On April 11, Northwestern Hillel’s Executive Director and JCUA Member Michael Simon spoke at JCUA’s 2016 Freedom and Justice Seder: The 11th Plague – Standing Against Islamophobia. In celebration of Passover this week, we are honored to share his inspiring presentation in full.
By Michael Simon
I am the Executive Director of Northwestern Hillel, the center and catalyst for Jewish life at Northwestern. We work to enrich the lives of Jewish students so that they may enrich the Jewish people and the world. But beyond those lofty goals, we work in the day-to-day, here-and-now of campus. The rhetoric related to issues of diversity and inclusion, of Israel and Palestine, of intersectionality and marginalization, of power and privilege – all have become more intense and more strident in the past couple of years. What drives me in my work, in general and also, particularly, in working with Sister Tahera on Muslim-Jewish and other interfaith and intercultural initiatives, is to fully bring myself and ourselves to conversations that put the particularism of Jewish identity into tension with the universalism of being human. How do I bring my full self, flaws and inconsistencies and all, to this or any table?
In a moment, we’ll drink the 2nd cup of wine. Traditionally, this comes at the end of the maggid section, in which we ask the four questions and tell the story of the Exodus. In this section we also talk of four children: one who is wise, one who is wicked, one who is simple, and one who does not know how to ask a question. When I was younger, I wanted to be the wise child. I saw myself as the good one, the one who always tried to do the right thing. But I’ve found myself drawn more and more over the years to an idea expressed by Rabbi Israel Salanter in the 19th century, that “We each have all the four children within us.” We have a desire to fight bigotry and a streak of bigotry. A desire to stand up against injustice and a desire to just stay quiet and hope no one will notice. A need to scream at authority and a lack of knowing even where to begin.

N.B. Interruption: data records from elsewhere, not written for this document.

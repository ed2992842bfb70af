//! Builds parameterized SELECT, COUNT, INSERT, UPSERT and DELETE statements for the `car` table.

use crate::criteria::{CarCriteria, CarField, Condition, FieldKind, FieldValue, Sort};
use crate::domain::Car;
use crate::sql::params::{like_pattern, SqlParam};

pub const CAR_TABLE: &str = "car";

/// DDL for the car table; idempotent.
pub const CREATE_CAR_TABLE: &str = r#"
CREATE TABLE IF NOT EXISTS "car" (
    "id" BIGSERIAL PRIMARY KEY,
    "name" VARCHAR(255),
    "colour" VARCHAR(255),
    "price" INTEGER
)
"#;

/// Double-quoted SQL identifier; embedded quotes are doubled.
pub fn quoted(s: &str) -> String {
    format!("\"{}\"", s.replace('"', "\"\""))
}

#[derive(Debug, Default)]
pub struct QueryBuf {
    pub sql: String,
    pub params: Vec<SqlParam>,
}

impl QueryBuf {
    fn new() -> Self {
        Self::default()
    }

    fn push_param(&mut self, v: SqlParam) -> u32 {
        self.params.push(v);
        self.params.len() as u32
    }

    fn placeholder(&mut self, v: &FieldValue) -> String {
        format!("${}", self.push_param(v.into()))
    }
}

fn select_column_list() -> String {
    CarField::ALL
        .iter()
        .map(|f| quoted(f.column()))
        .collect::<Vec<_>>()
        .join(", ")
}

/// Render one condition; binds its values onto `q`.
fn condition_sql(q: &mut QueryBuf, field: CarField, condition: &Condition) -> String {
    let col = quoted(field.column());
    match condition {
        Condition::Equals(v) => format!("{} = {}", col, q.placeholder(v)),
        Condition::NotEquals(v) => format!("{} <> {}", col, q.placeholder(v)),
        Condition::In(vs) | Condition::NotIn(vs) => {
            let negate = matches!(condition, Condition::NotIn(_));
            if vs.is_empty() {
                return if negate { format!("{} IS NOT NULL", col) } else { "1 = 0".into() };
            }
            let phs: Vec<String> = vs.iter().map(|v| q.placeholder(v)).collect();
            let op = if negate { "NOT IN" } else { "IN" };
            format!("{} {} ({})", col, op, phs.join(", "))
        }
        Condition::Specified(true) => format!("{} IS NOT NULL", col),
        Condition::Specified(false) => format!("{} IS NULL", col),
        Condition::Contains(s) => {
            let n = q.push_param(SqlParam::Text(Some(like_pattern(s))));
            format!("{} ILIKE ${}", col, n)
        }
        Condition::DoesNotContain(s) => {
            let n = q.push_param(SqlParam::Text(Some(like_pattern(s))));
            format!("NOT ({} ILIKE ${})", col, n)
        }
        Condition::GreaterThan(v) => format!("{} > {}", col, q.placeholder(v)),
        Condition::GreaterThanOrEqual(v) => format!("{} >= {}", col, q.placeholder(v)),
        Condition::LessThan(v) => format!("{} < {}", col, q.placeholder(v)),
        Condition::LessThanOrEqual(v) => format!("{} <= {}", col, q.placeholder(v)),
    }
}

fn where_clause(q: &mut QueryBuf, criteria: &CarCriteria) -> String {
    let parts: Vec<String> = criteria
        .iter()
        .map(|c| condition_sql(q, c.field, &c.condition))
        .collect();
    if parts.is_empty() {
        String::new()
    } else {
        format!(" WHERE {}", parts.join(" AND "))
    }
}

/// ORDER BY the requested keys, then id so the order is total. Text keys sort bytewise.
fn order_clause(sort: &[Sort]) -> String {
    let mut keys: Vec<String> = sort
        .iter()
        .map(|s| match s.field.kind() {
            FieldKind::Text => format!("{} COLLATE \"C\" {}", quoted(s.field.column()), s.order.as_sql()),
            FieldKind::Integer => format!("{} {}", quoted(s.field.column()), s.order.as_sql()),
        })
        .collect();
    if !sort.iter().any(|s| s.field == CarField::Id) {
        keys.push(format!("{} ASC", quoted(CarField::Id.column())));
    }
    format!(" ORDER BY {}", keys.join(", "))
}

/// SELECT by primary key. Caller binds the id as `$1`.
pub fn select_by_id() -> String {
    format!(
        "SELECT {} FROM {} WHERE {} = $1",
        select_column_list(),
        quoted(CAR_TABLE),
        quoted(CarField::Id.column())
    )
}

/// SELECT by primary key with a row lock, for read-modify-write inside a transaction.
pub fn select_by_id_for_update() -> String {
    format!("{} FOR UPDATE", select_by_id())
}

pub fn exists_by_id() -> String {
    format!(
        "SELECT EXISTS(SELECT 1 FROM {} WHERE {} = $1)",
        quoted(CAR_TABLE),
        quoted(CarField::Id.column())
    )
}

/// SELECT with criteria and ordering.
pub fn select_list(criteria: &CarCriteria, sort: &[Sort]) -> QueryBuf {
    let mut q = QueryBuf::new();
    let where_clause = where_clause(&mut q, criteria);
    q.sql = format!(
        "SELECT {} FROM {}{}{}",
        select_column_list(),
        quoted(CAR_TABLE),
        where_clause,
        order_clause(sort)
    );
    q
}

pub fn count(criteria: &CarCriteria) -> QueryBuf {
    let mut q = QueryBuf::new();
    let where_clause = where_clause(&mut q, criteria);
    q.sql = format!("SELECT COUNT(*) FROM {}{}", quoted(CAR_TABLE), where_clause);
    q
}

fn data_params(q: &mut QueryBuf, car: &Car) -> [String; 3] {
    [
        format!("${}", q.push_param(SqlParam::Text(car.name.clone()))),
        format!("${}", q.push_param(SqlParam::Text(car.colour.clone()))),
        format!("${}", q.push_param(SqlParam::Int(car.price))),
    ]
}

/// INSERT without id; the sequence assigns it.
pub fn insert(car: &Car) -> QueryBuf {
    let mut q = QueryBuf::new();
    let [name, colour, price] = data_params(&mut q, car);
    q.sql = format!(
        "INSERT INTO {} ({}, {}, {}) VALUES ({}, {}, {}) RETURNING {}",
        quoted(CAR_TABLE),
        quoted("name"),
        quoted("colour"),
        quoted("price"),
        name,
        colour,
        price,
        select_column_list()
    );
    q
}

/// INSERT with id, replacing every column when the row exists.
pub fn upsert(id: i64, car: &Car) -> QueryBuf {
    let mut q = QueryBuf::new();
    let id_ph = format!("${}", q.push_param(SqlParam::BigInt(id)));
    let [name, colour, price] = data_params(&mut q, car);
    q.sql = format!(
        "INSERT INTO {t} ({id}, {n}, {c}, {p}) VALUES ({}, {}, {}, {}) \
         ON CONFLICT ({id}) DO UPDATE SET {n} = EXCLUDED.{n}, {c} = EXCLUDED.{c}, {p} = EXCLUDED.{p} \
         RETURNING {cols}",
        id_ph,
        name,
        colour,
        price,
        t = quoted(CAR_TABLE),
        id = quoted("id"),
        n = quoted("name"),
        c = quoted("colour"),
        p = quoted("price"),
        cols = select_column_list()
    );
    q
}

/// DELETE by id. Caller binds the id as `$1`.
pub fn delete() -> String {
    format!(
        "DELETE FROM {} WHERE {} = $1",
        quoted(CAR_TABLE),
        quoted(CarField::Id.column())
    )
}

#[cfg(test)]
mod tests {
    use super::*;
    use crate::criteria::SortOrder;

    #[test]
    fn list_without_criteria_orders_by_id() {
        let q = select_list(&CarCriteria::new(), &[]);
        assert_eq!(
            q.sql,
            r#"SELECT "id", "name", "colour", "price" FROM "car" ORDER BY "id" ASC"#
        );
        assert!(q.params.is_empty());
    }

    #[test]
    fn criteria_become_bound_where_clause() {
        let criteria = CarCriteria::new()
            .and(CarField::Name, Condition::Contains("AAA".into()))
            .and(CarField::Price, Condition::GreaterThan(FieldValue::Integer(0)))
            .and(
                CarField::Colour,
                Condition::In(vec![FieldValue::Text("red".into()), FieldValue::Text("blue".into())]),
            );
        let sort = [Sort { field: CarField::Price, order: SortOrder::Desc }];
        let q = select_list(&criteria, &sort);
        assert_eq!(
            q.sql,
            r#"SELECT "id", "name", "colour", "price" FROM "car" WHERE "name" ILIKE $1 AND "price" > $2 AND "colour" IN ($3, $4) ORDER BY "price" DESC, "id" ASC"#
        );
        assert_eq!(
            q.params,
            vec![
                SqlParam::Text(Some("%AAA%".into())),
                SqlParam::BigInt(0),
                SqlParam::Text(Some("red".into())),
                SqlParam::Text(Some("blue".into())),
            ]
        );
    }

    #[test]
    fn count_shares_the_where_clause() {
        let criteria = CarCriteria::new()
            .and(CarField::Price, Condition::Specified(false))
            .and(CarField::Name, Condition::DoesNotContain("x".into()));
        let q = count(&criteria);
        assert_eq!(
            q.sql,
            r#"SELECT COUNT(*) FROM "car" WHERE "price" IS NULL AND NOT ("name" ILIKE $1)"#
        );
    }

    #[test]
    fn text_sort_keys_use_byte_collation() {
        let sort = [
            Sort { field: CarField::Name, order: SortOrder::Asc },
            Sort { field: CarField::Price, order: SortOrder::Desc },
        ];
        let q = select_list(&CarCriteria::new(), &sort);
        assert!(q
            .sql
            .ends_with(r#"ORDER BY "name" COLLATE "C" ASC, "price" DESC, "id" ASC"#));
    }

    #[test]
    fn quoted_doubles_embedded_quotes() {
        assert_eq!(quoted(r#"we"ird"#), r#""we""ird""#);
    }

    #[test]
    fn insert_skips_id() {
        let q = insert(&Car::new().name("a").price(3));
        assert!(q.sql.starts_with(r#"INSERT INTO "car" ("name", "colour", "price") VALUES ($1, $2, $3)"#));
        assert_eq!(
            q.params,
            vec![SqlParam::Text(Some("a".into())), SqlParam::Text(None), SqlParam::Int(Some(3))]
        );
    }

    #[test]
    fn upsert_binds_id_first() {
        let q = upsert(5, &Car::new());
        assert!(q.sql.contains(r#"ON CONFLICT ("id") DO UPDATE"#));
        assert_eq!(q.params[0], SqlParam::BigInt(5));
        assert_eq!(q.params.len(), 4);
    }
}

A couple of weeks ago, a member of the Chicago Jewish community who happens to be a Northwestern alum wrote to challenge the very premise of this event. He asked, “Are you perhaps also ‘standing’ against radical Islamic violence directed at Christians and Jews?” I responded that I do, indeed, stand against such violence – terrorism – done by Muslims against not only Christians and Jews but also other Muslims and many others, done by Muslim extremists who justify their actions through a twisted and hateful reading of their religious precepts.
I reminded this person that I have my own experience with terrorism – my intended fiancée was murdered by the Hamas terrorist bombing at Hebrew University in 2002. I understand – viscerally – the need to stand against terrorists and those who honor and support them.
But my keen appreciation for the need to defend the security of Jews (both individually and communally) does not prevent me from standing against Islamophobia. If anything, it drives me to stand even more fervently against those who would attack, demonize, and marginalize any individual Muslim, and the Muslim community as a whole, because of a pre-conceived bias or even hate.
The Torah enjoins us not to oppress the stranger in our midst, “since you know the soul of the stranger, having been strangers in the land of Egypt.” My friend, comedian Yisrael Campbell, in a “sermon slam” a couple of years ago, said the following:
36 times it says in the Torah to welcome the stranger. We suck at that. 36 times. 3 times it says we don’t mix milk and meat. 3 times. We know from that we don’t own milk and meat. We don’t benefit from milk and meat. We don’t eat milk and meat and we don’t cook milk and meat. We know from that that we don’t cut an onion with a knife that is fleischik and put it on the cheese. Of course we know that because we have books and books and books about not mixing milk and meat.
THIRTY-SIX TIMES. And we look at that and say, “Welcome…the…stranger.” What could God have meant? I got nothin’. It’s Kabbalah.
Since I’m not a comedian or a poet, but just a Hillel director, I’ll spell it out a bit further. It’s not kabbalah. It’s understanding that our destiny is wrapped up in the destiny of others, our redemption is wrapped up in the redemption of others. I know that I don’t speak for every Jew, but I know that there are hundreds here tonight and thousands and maybe millions out there who feel as I do. And I know that my beloved friend and colleague Tahera does not speak for every Muslim, but I believe that there are hundreds and thousands and millions out there who feel as she does.
We need to find our voices.
We need to reach across the valley between us.
We need to remember that our religions demand that we welcome the stranger, the we protect the stranger. Because we are still the stranger and we are always the stranger.
We owe it not only to the stranger, but to ourselves.